In Salbhasana “Salabh” is a Sanskrit word. Which means grasshopper in Hindi. So Let’s see about How to Do Salabhasana ( The Locust Posture)? Benefits.
How to Do Salabhasana ( The Locust Posture)?
- To do this asana, first of all you have to come in the posture of Makarasan. For which you lie down flat on the ground and keep your feet away from each other.
- Place your forehead on your palms. And give rest to your body.
- Now move forward from Makarasan. And joint the feet together.
- Now put both your hands close to your body in such a way that your palms are towards the sky and your chin is on the ground.
- Now taking a deep breath, raise your legs above the ground with the help of the muscles of your hip.
- You raise your legs as much above the ground as you can without lifting your knees.
- You can use your arm to keep your feet up. So that you can keep your body stable.
- Now breathe in this position normally and release.
- And be comfortable for 10 to 20 seconds for beginners.
- After remaining in this posture for ten to twenty seconds, while exhaling, slowly bring the legs back to the ground.
- Now rest after coming to Makarasan.
- This asana relieves pain in the sciatica and lower back.
- Gives shape to the muscles around the hips and kidneys.
- By doing this asana regularly, the fat of the thighs decreases. And weight is reduced.
- This asana is also beneficial for our stomach.

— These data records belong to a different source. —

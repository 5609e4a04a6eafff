//! Test logging shared by the unit tests (through the `ctor` hook in the
//! `roulette` lib) and every integration test binary.

use once_cell::sync::OnceCell;
use tracing_subscriber::{fmt, EnvFilter};

static INITIALIZED: OnceCell<()> = OnceCell::new();

/// Install the test subscriber once per binary.
///
/// The filter is read from `TEST_LOG`, falling back to `RUST_LOG` and then
/// `warn`. Output goes through the test writer so cargo can capture it, and
/// timestamps are left out to keep output stable.
pub fn init() {
    INITIALIZED.get_or_init(|| {
        let filter = std::env::var("TEST_LOG")
            .or_else(|_| std::env::var("RUST_LOG"))
            .map(EnvFilter::new)
            .unwrap_or_else(|_| EnvFilter::new("warn"));

        fmt()
            .with_env_filter(filter)
            .with_test_writer()
            .without_time()
            .try_init()
            .ok();
    });
}
//! Alive/grave resource bookkeeping.

use std::collections::BTreeSet;

use rand::seq::index;
use rand::Rng;

use crate::domain::records::{Participant, ResourceId};
use crate::errors::domain::{DomainError, ValidationKind};

/// Draw `count` distinct resources uniformly from `pool`.
pub fn deal_inventory<R: Rng + ?Sized>(
    pool: &[ResourceId],
    count: usize,
    rng: &mut R,
) -> Result<BTreeSet<ResourceId>, DomainError> {
    if count > pool.len() {
        return Err(DomainError::validation(
            ValidationKind::ResourcePoolTooSmall,
            format!(
                "Cannot deal {count} resources from a pool of {}",
                pool.len()
            ),
        ));
    }
    Ok(index::sample(rng, pool.len(), count)
        .into_iter()
        .map(|i| pool[i].clone())
        .collect())
}

impl Participant {
    /// Move `resource` from alive to grave. Callers check the resource is
    /// held first; see `check_played_resource`.
    pub fn bury(&mut self, resource: &ResourceId) {
        self.alive_resources.remove(resource);
        self.grave_resources.insert(resource.clone());
    }

    /// Add `resource` to alive; a buried copy is brought back rather than
    /// duplicated across both sets.
    pub fn gain(&mut self, resource: &ResourceId) {
        self.grave_resources.remove(resource);
        self.alive_resources.insert(resource.clone());
    }

    pub fn inventory_is_disjoint(&self) -> bool {
        self.alive_resources.is_disjoint(&self.grave_resources)
    }
}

And is helpful in digestion.
- This asana also relieves your mental stress and fatigue.
- Pregnant women, peptic ulcers, hernia, hypertension and heart diseases patients should not do this asana.
- If you have a lot of pain in your lower back, then this asana should be done with caution.
- This asana can be done for 30 to 60 seconds. But if there is any disease before doing the asana, then please consult the doctor.
Know More | (How to Do Salabhasana ( The Locust Posture)? Benefits)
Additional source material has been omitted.